▶ Problem:
Each record should be retyped word for word.

▶ Provided material:
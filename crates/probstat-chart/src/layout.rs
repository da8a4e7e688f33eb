//! Canvas sizes, plot rectangles and linear scales.
//!
//! All coordinates are in canvas pixels with the origin at the top-left
//! corner and `y` growing downwards.

use serde::Serialize;

/// Width and height of the drawing surface.
#[derive(Debug, Clone, Copy, PartialEq, Serialize)]
pub struct CanvasSize {
    pub width: f64,
    pub height: f64,
}

impl Default for CanvasSize {
    fn default() -> Self {
        Self {
            width: 900.0,
            height: 300.0,
        }
    }
}

/// Space reserved around the plot area for axes and labels.
#[derive(Debug, Clone, Copy, PartialEq, Serialize)]
pub struct Padding {
    pub left: f64,
    pub top: f64,
    pub right: f64,
    pub bottom: f64,
}

impl Padding {
    /// Padding for single-axis charts (histogram, polygon, ogive).
    pub const SINGLE_AXIS: Self = Self {
        left: 50.0,
        top: 12.0,
        right: 12.0,
        bottom: 50.0,
    };

    /// Padding for charts with a secondary axis on the right (Pareto).
    pub const DUAL_AXIS: Self = Self {
        left: 60.0,
        top: 16.0,
        right: 60.0,
        bottom: 50.0,
    };
}

/// The area inside the axes.
#[derive(Debug, Clone, Copy, PartialEq, Serialize)]
pub struct PlotRect {
    pub left: f64,
    pub top: f64,
    pub right: f64,
    pub bottom: f64,
}

impl PlotRect {
    /// Insets the canvas by the padding.
    ///
    /// A canvas too small for the padding yields a zero-sized rectangle
    /// anchored at the top-left corner of the plot area.
    #[must_use]
    pub fn new(canvas: CanvasSize, padding: Padding) -> Self {
        let right = f64::max(padding.left, canvas.width - padding.right);
        let bottom = f64::max(padding.top, canvas.height - padding.bottom);
        Self {
            left: padding.left,
            top: padding.top,
            right,
            bottom,
        }
    }

    #[must_use]
    pub fn width(&self) -> f64 {
        self.right - self.left
    }

    #[must_use]
    pub fn height(&self) -> f64 {
        self.bottom - self.top
    }

    /// Horizontal scale mapping `[min, max]` onto the plot width.
    #[must_use]
    pub fn x_scale(&self, min: f64, max: f64) -> LinearScale {
        LinearScale::new((min, max), (self.left, self.right))
    }

    /// Vertical scale mapping `[min, max]` onto the plot height, bottom up.
    #[must_use]
    pub fn y_scale(&self, min: f64, max: f64) -> LinearScale {
        LinearScale::new((min, max), (self.bottom, self.top))
    }
}

/// Affine map from a data domain onto a pixel range.
#[derive(Debug, Clone, Copy, PartialEq)]
pub struct LinearScale {
    domain: (f64, f64),
    range: (f64, f64),
}

impl LinearScale {
    /// Creates a scale. An empty domain is widened to a span of 1.
    #[must_use]
    pub fn new(domain: (f64, f64), range: (f64, f64)) -> Self {
        let domain = if domain.1 - domain.0 == 0.0 {
            (domain.0, domain.0 + 1.0)
        } else {
            domain
        };
        Self { domain, range }
    }

    /// Maps a data value to a pixel coordinate.
    ///
    /// # Examples
    ///
    /// ```
    /// use probstat_chart::layout::LinearScale;
    ///
    /// let scale = LinearScale::new((0.0, 40.0), (250.0, 12.0));
    /// assert_eq!(scale.map(0.0), 250.0);
    /// assert_eq!(scale.map(40.0), 12.0);
    /// assert_eq!(scale.map(20.0), 131.0);
    /// ```
    #[must_use]
    pub fn map(&self, value: f64) -> f64 {
        let (d0, d1) = self.domain;
        let (r0, r1) = self.range;
        r0 + (value - d0) / (d1 - d0) * (r1 - r0)
    }
}

#[cfg(test)]
mod tests {
    use super::*;

    #[test]
    fn test_default_plot_rect() {
        let plot = PlotRect::new(CanvasSize::default(), Padding::SINGLE_AXIS);
        assert_eq!(plot.left, 50.0);
        assert_eq!(plot.top, 12.0);
        assert_eq!(plot.right, 888.0);
        assert_eq!(plot.bottom, 250.0);
        assert_eq!(plot.width(), 838.0);
        assert_eq!(plot.height(), 238.0);
    }

    #[test]
    fn test_tiny_canvas_does_not_invert() {
        let canvas = CanvasSize {
            width: 40.0,
            height: 20.0,
        };
        let plot = PlotRect::new(canvas, Padding::DUAL_AXIS);
        assert_eq!(plot.width(), 0.0);
        assert_eq!(plot.height(), 0.0);
    }

    #[test]
    fn test_degenerate_domain() {
        let scale = LinearScale::new((5.0, 5.0), (0.0, 100.0));
        assert_eq!(scale.map(5.0), 0.0);
        assert_eq!(scale.map(6.0), 100.0);
    }

    #[test]
    fn test_y_scale_grows_upwards() {
        let plot = PlotRect::new(CanvasSize::default(), Padding::SINGLE_AXIS);
        let y = plot.y_scale(0.0, 10.0);
        assert!(y.map(10.0) < y.map(0.0));
        assert_eq!(y.map(0.0), plot.bottom);
        assert_eq!(y.map(10.0), plot.top);
    }
}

▶ Written solution:
filename crates/probstat-chart/src/layout.rs
repository da8a4e7e688f33eb
//! Canvas sizes, plot rectangles and linear scales.
//!
//! All coordinates are in canvas pixels with the origin at the top-left
//! corner and `y` growing downwards.

use serde::Serialize;

/// Width and height of the drawing surface.
#[derive(Debug, Clone, Copy, PartialEq, Serialize)]
pub struct CanvasSize {
    pub width: f64,
    pub height: f64,
}

impl Default for CanvasSize {
    fn default() -> Self {
        Self {
            width: 900.0,
            height: 300.0,
        }
    }
}

/// Space reserved around the plot area for axes and labels.
#[derive(Debug, Clone, Copy, PartialEq, Serialize)]
pub struct Padding {
    pub left: f64,
    pub top: f64,
    pub right: f64,
    pub bottom: f64,
}

impl Padding {
    /// Padding for single-axis charts (histogram, polygon, ogive).
    pub const SINGLE_AXIS: Self = Self {
        left: 50.0,
        top: 12.0,
        right: 12.0,
        bottom: 50.0,
    };

    /// Padding for charts with a secondary axis on the right (Pareto).
    pub const DUAL_AXIS: Self = Self {
        left: 60.0,
        top: 16.0,
        right: 60.0,
        bottom: 50.0,
    };
}

/// The area inside the axes.
#[derive(Debug, Clone, Copy, PartialEq, Serialize)]
pub struct PlotRect {
    pub left: f64,
    pub top: f64,
    pub right: f64,
    pub bottom: f64,
}

impl PlotRect {
    /// Insets the canvas by the padding.
    ///
    /// A canvas too small for the padding yields a zero-sized rectangle
    /// anchored at the top-left corner of the plot area.
    #[must_use]
    pub fn new(canvas: CanvasSize, padding: Padding) -> Self {
        let right = f64::max(padding.left, canvas.width - padding.right);
        let bottom = f64::max(padding.top, canvas.height - padding.bottom);
        Self {
            left: padding.left,
            top: padding.top,
            right,
            bottom,
        }
    }

    #[must_use]
    pub fn width(&self) -> f64 {
        self.right - self.left
    }

    #[must_use]
    pub fn height(&self) -> f64 {
        self.bottom - self.top
    }

    /// Horizontal scale mapping `[min, max]` onto the plot width.
    #[must_use]
    pub fn x_scale(&self, min: f64, max: f64) -> LinearScale {
        LinearScale::new((min, max), (self.left, self.right))
    }

    /// Vertical scale mapping `[min, max]` onto the plot height, bottom up.
    #[must_use]
    pub fn y_scale(&self, min: f64, max: f64) -> LinearScale {
        LinearScale::new((min, max), (self.bottom, self.top))
    }
}

/// Affine map from a data domain onto a pixel range.
#[derive(Debug, Clone, Copy, PartialEq)]
pub struct LinearScale {
    domain: (f64, f64),
    range: (f64, f64),
}

impl LinearScale {
    /// Creates a scale. An empty domain is widened to a span of 1.
    #[must_use]
    pub fn new(domain: (f64, f64), range: (f64, f64)) -> Self {
        let domain = if domain.1 - domain.0 == 0.0 {
            (domain.0, domain.0 + 1.0)
        } else {
            domain
        };
        Self { domain, range }
    }

    /// Maps a data value to a pixel coordinate.
    ///
    /// # Examples
    ///
    /// ```
    /// use probstat_chart::layout::LinearScale;
    ///
    /// let scale = LinearScale::new((0.0, 40.0), (250.0, 12.0));
    /// assert_eq!(scale.map(0.0), 250.0);
    /// assert_eq!(scale.map(40.0), 12.0);
    /// assert_eq!(scale.map(20.0), 131.0);
    /// ```
    #[must_use]
    pub fn map(&self, value: f64) -> f64 {
        let (d0, d1) = self.domain;
        let (r0, r1) = self.range;
        r0 + (value - d0) / (d1 - d0) * (r1 - r0)
    }
}

#[cfg(test)]
mod tests {
    use super::*;

    #[test]
    fn test_default_plot_rect() {
        let plot = PlotRect::new(CanvasSize::default(), Padding::SINGLE_AXIS);
        assert_eq!(plot.left, 50.0);
        assert_eq!(plot.top, 12.0);
        assert_eq!(plot.right, 888.0);
        assert_eq!(plot.bottom, 250.0);
        assert_eq!(plot.width(), 838.0);
        assert_eq!(plot.height(), 238.0);
    }

    #[test]
    fn test_tiny_canvas_does_not_invert() {
        let canvas = CanvasSize {
            width: 40.0,
            height: 20.0,
        };
        let plot = PlotRect::new(canvas, Padding::DUAL_AXIS);
        assert_eq!(plot.width(), 0.0);
        assert_eq!(plot.height(), 0.0);
    }

    #[test]
    fn test_degenerate_domain() {
        let scale = LinearScale::new((5.0, 5.0), (0.0, 100.0));
        assert_eq!(scale.map(5.0), 0.0);
        assert_eq!(scale.map(6.0), 100.0);
    }

    #[test]
    fn test_y_scale_grows_upwards() {
        let plot = PlotRect::new(CanvasSize::default(), Padding::SINGLE_AXIS);
        let y = plot.y_scale(0.0, 10.0);
        assert!(y.map(10.0) < y.map(0.0));
        assert_eq!(y.map(0.0), plot.bottom);
        assert_eq!(y.map(10.0), plot.top);
    }
}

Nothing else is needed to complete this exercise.